Goal of the exercise –
Below are some entries. Copy each line that holds the string "ExpiryAlert".

Available data –

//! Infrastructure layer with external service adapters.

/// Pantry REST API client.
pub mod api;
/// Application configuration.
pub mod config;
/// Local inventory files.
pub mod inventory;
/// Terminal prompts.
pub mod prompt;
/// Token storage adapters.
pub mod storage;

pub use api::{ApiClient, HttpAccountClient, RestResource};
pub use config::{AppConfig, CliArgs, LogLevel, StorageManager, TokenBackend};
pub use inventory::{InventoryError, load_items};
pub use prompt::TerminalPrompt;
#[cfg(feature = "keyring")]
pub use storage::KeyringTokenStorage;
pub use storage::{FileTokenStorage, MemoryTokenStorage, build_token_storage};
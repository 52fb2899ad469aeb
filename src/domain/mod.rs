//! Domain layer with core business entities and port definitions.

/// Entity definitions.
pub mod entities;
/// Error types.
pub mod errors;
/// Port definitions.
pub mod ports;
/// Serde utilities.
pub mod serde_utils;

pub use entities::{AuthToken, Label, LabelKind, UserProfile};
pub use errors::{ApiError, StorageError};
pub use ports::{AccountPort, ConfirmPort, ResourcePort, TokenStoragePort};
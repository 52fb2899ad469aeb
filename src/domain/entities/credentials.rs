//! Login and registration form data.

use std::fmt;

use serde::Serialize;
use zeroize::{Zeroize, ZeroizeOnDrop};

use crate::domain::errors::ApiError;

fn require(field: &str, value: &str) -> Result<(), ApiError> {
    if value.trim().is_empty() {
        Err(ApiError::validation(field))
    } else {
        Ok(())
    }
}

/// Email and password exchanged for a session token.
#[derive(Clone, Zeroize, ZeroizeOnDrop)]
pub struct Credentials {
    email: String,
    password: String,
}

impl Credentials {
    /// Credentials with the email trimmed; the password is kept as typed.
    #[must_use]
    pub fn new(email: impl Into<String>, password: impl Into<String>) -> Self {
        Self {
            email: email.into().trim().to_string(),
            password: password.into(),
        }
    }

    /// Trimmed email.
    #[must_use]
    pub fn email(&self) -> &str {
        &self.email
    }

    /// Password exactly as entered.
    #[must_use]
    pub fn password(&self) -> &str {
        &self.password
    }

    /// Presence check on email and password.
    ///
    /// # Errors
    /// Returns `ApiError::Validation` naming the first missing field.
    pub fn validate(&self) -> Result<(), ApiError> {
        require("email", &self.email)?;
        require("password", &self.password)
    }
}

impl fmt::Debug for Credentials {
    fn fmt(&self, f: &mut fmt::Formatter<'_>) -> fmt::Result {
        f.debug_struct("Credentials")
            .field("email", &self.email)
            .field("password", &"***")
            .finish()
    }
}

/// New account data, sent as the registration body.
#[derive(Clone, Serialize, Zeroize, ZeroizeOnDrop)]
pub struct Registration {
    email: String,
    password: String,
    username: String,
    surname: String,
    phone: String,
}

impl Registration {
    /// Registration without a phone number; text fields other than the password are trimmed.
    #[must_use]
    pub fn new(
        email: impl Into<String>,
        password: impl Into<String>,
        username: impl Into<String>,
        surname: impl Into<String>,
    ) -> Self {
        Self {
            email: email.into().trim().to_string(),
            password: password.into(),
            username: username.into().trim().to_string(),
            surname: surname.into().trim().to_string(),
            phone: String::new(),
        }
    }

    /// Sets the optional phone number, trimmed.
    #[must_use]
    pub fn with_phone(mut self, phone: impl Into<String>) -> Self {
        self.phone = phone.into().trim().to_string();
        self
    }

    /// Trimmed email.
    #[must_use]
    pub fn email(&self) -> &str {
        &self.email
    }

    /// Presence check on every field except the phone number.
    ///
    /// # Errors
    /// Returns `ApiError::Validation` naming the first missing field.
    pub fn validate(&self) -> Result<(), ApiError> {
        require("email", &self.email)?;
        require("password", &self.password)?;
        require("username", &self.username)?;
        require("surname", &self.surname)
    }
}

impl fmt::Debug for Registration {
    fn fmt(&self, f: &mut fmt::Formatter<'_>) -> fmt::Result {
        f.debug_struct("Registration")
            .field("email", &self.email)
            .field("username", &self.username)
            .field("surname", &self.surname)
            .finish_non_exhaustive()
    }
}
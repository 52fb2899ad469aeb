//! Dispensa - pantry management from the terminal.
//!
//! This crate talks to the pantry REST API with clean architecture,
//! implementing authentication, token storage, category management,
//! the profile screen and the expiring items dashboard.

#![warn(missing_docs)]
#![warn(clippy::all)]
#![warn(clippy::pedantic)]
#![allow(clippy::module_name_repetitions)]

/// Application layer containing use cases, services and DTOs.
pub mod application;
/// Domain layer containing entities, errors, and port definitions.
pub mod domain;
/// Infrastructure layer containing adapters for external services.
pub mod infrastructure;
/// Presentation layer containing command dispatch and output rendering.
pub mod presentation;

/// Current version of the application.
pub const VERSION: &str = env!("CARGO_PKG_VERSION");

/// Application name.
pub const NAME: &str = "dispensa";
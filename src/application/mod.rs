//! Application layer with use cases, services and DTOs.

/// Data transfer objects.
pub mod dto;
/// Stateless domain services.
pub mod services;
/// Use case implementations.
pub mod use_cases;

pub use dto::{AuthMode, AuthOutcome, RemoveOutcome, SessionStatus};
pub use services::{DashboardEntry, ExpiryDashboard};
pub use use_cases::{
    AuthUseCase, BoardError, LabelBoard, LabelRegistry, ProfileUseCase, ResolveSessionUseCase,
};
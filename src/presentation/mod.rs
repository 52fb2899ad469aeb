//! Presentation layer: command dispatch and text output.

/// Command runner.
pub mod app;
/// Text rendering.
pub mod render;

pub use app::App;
---
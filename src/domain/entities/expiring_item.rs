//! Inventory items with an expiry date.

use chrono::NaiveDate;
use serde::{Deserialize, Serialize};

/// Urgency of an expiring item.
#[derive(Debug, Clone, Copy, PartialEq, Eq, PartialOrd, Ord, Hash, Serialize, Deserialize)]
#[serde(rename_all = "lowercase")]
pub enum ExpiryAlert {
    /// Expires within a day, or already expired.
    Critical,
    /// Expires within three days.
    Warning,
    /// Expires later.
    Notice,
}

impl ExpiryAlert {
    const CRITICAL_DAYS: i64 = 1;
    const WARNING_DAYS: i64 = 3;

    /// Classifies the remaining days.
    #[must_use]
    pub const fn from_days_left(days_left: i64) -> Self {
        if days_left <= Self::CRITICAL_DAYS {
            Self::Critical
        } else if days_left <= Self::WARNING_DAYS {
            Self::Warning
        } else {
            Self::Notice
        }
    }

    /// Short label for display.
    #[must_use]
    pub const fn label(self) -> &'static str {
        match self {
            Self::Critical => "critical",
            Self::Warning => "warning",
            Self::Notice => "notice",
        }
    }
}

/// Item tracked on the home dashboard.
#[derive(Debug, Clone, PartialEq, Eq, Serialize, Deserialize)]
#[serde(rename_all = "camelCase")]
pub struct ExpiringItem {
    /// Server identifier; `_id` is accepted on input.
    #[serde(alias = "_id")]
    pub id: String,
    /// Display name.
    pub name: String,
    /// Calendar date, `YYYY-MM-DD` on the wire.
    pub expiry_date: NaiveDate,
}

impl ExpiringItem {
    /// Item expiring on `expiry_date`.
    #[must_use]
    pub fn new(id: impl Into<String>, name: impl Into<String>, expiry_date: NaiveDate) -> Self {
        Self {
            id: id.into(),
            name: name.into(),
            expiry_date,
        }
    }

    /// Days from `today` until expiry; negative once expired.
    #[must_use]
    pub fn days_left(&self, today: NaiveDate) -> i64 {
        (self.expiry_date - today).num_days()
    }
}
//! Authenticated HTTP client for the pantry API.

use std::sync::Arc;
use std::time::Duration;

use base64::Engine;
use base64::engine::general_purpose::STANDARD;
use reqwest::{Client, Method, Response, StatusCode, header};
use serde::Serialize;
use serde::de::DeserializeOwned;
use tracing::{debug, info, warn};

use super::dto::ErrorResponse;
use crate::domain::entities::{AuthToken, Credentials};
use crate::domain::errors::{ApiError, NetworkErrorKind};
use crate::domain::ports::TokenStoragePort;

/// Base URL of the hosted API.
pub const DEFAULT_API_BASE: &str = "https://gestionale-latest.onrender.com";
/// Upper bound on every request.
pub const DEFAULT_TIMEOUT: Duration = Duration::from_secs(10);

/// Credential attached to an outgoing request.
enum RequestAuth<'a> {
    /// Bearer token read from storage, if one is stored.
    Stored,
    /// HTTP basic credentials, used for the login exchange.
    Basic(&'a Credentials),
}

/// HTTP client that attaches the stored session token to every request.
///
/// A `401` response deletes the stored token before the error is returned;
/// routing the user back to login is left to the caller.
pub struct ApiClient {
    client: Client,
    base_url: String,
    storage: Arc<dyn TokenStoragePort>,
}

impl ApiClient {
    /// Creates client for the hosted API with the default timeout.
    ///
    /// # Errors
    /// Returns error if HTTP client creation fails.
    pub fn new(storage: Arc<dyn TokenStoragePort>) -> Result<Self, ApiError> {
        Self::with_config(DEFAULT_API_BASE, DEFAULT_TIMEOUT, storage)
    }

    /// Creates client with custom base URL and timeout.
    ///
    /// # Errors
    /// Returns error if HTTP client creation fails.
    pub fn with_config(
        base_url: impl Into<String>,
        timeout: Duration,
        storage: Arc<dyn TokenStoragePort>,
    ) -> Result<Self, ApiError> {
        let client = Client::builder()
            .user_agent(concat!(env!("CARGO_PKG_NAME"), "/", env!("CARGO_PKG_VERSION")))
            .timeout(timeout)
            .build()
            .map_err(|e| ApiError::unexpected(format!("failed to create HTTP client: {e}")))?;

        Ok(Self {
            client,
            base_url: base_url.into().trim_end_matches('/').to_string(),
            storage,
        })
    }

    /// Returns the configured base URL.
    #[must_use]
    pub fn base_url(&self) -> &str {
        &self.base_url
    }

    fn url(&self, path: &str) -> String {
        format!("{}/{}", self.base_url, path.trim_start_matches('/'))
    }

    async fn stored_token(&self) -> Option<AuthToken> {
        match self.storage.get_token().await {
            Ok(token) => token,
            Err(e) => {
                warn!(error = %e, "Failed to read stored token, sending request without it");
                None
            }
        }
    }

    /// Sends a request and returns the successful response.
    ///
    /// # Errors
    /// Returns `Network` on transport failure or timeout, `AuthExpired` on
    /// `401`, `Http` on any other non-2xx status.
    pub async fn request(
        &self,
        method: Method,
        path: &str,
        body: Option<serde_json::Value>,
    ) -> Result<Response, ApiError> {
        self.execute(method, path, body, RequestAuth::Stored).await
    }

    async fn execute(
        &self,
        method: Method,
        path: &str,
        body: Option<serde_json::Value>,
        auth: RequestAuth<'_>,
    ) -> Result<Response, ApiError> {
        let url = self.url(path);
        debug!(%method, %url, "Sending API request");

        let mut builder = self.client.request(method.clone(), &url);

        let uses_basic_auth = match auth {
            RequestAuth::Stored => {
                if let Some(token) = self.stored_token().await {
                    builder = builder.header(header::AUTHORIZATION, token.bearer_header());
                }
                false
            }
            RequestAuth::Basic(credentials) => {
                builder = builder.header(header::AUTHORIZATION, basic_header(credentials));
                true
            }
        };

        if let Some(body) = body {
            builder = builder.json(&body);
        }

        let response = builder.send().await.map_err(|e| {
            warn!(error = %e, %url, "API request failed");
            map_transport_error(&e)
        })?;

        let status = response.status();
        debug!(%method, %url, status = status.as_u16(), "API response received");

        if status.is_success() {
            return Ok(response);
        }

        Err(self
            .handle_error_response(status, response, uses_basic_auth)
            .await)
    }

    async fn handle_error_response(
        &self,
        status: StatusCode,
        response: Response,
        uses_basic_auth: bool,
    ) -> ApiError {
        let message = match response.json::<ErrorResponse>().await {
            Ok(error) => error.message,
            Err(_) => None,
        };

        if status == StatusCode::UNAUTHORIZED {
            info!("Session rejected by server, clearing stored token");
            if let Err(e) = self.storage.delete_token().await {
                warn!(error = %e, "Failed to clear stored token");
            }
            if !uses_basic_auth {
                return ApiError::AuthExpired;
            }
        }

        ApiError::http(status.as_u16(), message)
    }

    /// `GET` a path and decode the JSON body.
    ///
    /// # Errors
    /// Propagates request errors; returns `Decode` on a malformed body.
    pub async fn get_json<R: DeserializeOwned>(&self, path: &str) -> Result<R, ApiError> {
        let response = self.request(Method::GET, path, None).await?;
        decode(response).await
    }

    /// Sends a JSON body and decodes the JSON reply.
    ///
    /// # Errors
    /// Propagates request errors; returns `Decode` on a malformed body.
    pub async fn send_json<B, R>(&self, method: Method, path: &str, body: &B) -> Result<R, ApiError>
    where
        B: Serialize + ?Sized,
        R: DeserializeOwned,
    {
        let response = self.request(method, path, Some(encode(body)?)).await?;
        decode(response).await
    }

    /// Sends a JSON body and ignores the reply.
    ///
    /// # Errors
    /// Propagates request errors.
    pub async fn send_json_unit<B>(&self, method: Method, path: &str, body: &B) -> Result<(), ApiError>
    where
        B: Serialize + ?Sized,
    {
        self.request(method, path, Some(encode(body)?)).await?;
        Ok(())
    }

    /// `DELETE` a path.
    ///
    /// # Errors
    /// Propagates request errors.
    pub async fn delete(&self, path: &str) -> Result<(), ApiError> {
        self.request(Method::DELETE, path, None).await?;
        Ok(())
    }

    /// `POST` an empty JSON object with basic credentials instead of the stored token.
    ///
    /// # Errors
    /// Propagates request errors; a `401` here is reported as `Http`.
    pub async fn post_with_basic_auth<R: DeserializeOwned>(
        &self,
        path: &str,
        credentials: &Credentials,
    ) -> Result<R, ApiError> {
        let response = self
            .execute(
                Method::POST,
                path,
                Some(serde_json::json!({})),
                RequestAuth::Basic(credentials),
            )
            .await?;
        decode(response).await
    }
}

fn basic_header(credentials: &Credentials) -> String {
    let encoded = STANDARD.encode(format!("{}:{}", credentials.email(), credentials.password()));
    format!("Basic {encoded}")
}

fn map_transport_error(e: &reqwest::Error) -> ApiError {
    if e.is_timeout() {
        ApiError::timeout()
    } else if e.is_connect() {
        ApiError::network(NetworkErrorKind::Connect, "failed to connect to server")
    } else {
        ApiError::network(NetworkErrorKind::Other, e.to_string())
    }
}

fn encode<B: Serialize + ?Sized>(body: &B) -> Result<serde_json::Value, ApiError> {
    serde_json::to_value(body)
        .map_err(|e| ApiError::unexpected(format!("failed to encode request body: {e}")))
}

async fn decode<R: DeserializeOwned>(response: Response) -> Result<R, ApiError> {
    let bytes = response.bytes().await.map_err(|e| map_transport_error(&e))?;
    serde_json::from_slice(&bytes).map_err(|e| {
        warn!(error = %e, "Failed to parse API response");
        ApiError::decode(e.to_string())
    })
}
--
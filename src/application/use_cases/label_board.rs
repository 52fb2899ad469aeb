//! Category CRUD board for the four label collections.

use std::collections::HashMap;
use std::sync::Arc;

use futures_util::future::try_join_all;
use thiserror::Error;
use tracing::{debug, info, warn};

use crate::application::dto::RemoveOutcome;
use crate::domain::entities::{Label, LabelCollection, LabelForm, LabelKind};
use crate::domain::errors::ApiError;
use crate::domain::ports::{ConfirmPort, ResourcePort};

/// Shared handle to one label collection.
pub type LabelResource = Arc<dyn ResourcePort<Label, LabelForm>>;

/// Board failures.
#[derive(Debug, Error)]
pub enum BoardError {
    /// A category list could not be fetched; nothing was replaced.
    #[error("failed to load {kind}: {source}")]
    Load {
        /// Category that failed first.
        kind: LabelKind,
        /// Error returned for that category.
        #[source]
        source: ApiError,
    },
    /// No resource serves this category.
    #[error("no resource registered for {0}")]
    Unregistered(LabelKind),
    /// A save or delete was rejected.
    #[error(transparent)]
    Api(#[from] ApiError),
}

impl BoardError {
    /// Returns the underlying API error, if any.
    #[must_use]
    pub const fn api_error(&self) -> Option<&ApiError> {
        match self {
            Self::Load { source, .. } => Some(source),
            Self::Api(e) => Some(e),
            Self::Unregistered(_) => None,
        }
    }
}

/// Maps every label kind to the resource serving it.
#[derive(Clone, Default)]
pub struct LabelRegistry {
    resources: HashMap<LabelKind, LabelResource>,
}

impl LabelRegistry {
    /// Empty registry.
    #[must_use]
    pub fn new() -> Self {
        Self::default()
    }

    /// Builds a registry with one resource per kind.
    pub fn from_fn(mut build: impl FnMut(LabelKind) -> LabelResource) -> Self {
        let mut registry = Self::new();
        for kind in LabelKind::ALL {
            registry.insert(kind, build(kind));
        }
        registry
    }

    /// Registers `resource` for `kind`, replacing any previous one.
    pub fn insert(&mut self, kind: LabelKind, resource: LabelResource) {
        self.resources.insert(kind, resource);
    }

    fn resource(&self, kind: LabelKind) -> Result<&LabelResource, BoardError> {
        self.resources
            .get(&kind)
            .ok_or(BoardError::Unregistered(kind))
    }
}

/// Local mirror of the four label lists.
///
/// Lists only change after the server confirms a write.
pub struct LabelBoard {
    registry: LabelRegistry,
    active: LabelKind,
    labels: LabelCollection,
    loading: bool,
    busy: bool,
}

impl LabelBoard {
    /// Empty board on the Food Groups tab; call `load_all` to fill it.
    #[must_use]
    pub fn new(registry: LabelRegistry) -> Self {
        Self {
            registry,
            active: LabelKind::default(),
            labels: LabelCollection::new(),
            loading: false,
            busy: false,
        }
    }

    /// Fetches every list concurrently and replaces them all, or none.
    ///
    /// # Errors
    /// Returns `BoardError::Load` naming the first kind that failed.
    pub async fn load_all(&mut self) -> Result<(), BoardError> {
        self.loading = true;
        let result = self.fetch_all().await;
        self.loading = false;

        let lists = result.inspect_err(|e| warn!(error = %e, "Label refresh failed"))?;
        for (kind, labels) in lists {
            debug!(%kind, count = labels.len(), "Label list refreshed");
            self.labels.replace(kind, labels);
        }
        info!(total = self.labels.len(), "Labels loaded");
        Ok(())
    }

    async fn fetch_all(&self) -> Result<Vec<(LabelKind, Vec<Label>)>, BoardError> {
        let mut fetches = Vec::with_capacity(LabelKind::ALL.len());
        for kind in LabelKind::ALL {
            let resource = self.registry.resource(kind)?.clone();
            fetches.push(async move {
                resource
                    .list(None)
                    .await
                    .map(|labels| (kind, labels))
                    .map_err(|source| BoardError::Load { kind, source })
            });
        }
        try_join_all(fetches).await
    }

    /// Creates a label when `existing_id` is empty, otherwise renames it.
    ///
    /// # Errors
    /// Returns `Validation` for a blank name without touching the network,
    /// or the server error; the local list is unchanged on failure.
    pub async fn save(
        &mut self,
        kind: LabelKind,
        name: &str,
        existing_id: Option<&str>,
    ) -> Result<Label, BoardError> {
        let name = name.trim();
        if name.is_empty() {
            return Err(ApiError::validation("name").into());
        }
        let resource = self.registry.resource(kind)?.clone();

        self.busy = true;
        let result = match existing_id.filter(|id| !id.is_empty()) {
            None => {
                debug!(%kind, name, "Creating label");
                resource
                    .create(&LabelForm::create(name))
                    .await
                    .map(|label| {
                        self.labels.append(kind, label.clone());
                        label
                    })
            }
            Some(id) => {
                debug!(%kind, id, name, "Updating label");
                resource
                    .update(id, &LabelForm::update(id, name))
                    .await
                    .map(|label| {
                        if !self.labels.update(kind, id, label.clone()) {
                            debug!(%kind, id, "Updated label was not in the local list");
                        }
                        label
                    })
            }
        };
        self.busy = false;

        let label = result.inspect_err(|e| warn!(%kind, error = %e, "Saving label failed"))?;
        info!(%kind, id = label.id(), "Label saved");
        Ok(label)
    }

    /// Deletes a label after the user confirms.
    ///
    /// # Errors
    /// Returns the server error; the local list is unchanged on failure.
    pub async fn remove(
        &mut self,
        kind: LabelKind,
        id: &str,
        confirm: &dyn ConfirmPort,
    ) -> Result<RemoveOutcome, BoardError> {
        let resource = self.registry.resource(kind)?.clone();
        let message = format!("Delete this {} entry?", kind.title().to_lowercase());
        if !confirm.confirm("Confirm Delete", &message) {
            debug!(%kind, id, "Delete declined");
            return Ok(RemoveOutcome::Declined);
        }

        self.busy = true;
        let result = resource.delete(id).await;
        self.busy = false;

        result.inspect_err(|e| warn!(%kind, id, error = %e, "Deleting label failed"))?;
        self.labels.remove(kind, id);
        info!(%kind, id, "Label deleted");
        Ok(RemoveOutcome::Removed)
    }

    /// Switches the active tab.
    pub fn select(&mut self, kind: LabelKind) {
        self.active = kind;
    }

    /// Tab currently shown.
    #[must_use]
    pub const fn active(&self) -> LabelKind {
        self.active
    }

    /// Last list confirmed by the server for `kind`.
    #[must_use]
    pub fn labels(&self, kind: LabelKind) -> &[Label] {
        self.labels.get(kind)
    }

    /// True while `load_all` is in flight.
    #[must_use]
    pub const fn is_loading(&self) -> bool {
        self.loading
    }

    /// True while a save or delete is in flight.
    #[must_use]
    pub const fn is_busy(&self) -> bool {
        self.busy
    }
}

Solution for this task –
pub enum ExpiryAlert {
impl ExpiryAlert {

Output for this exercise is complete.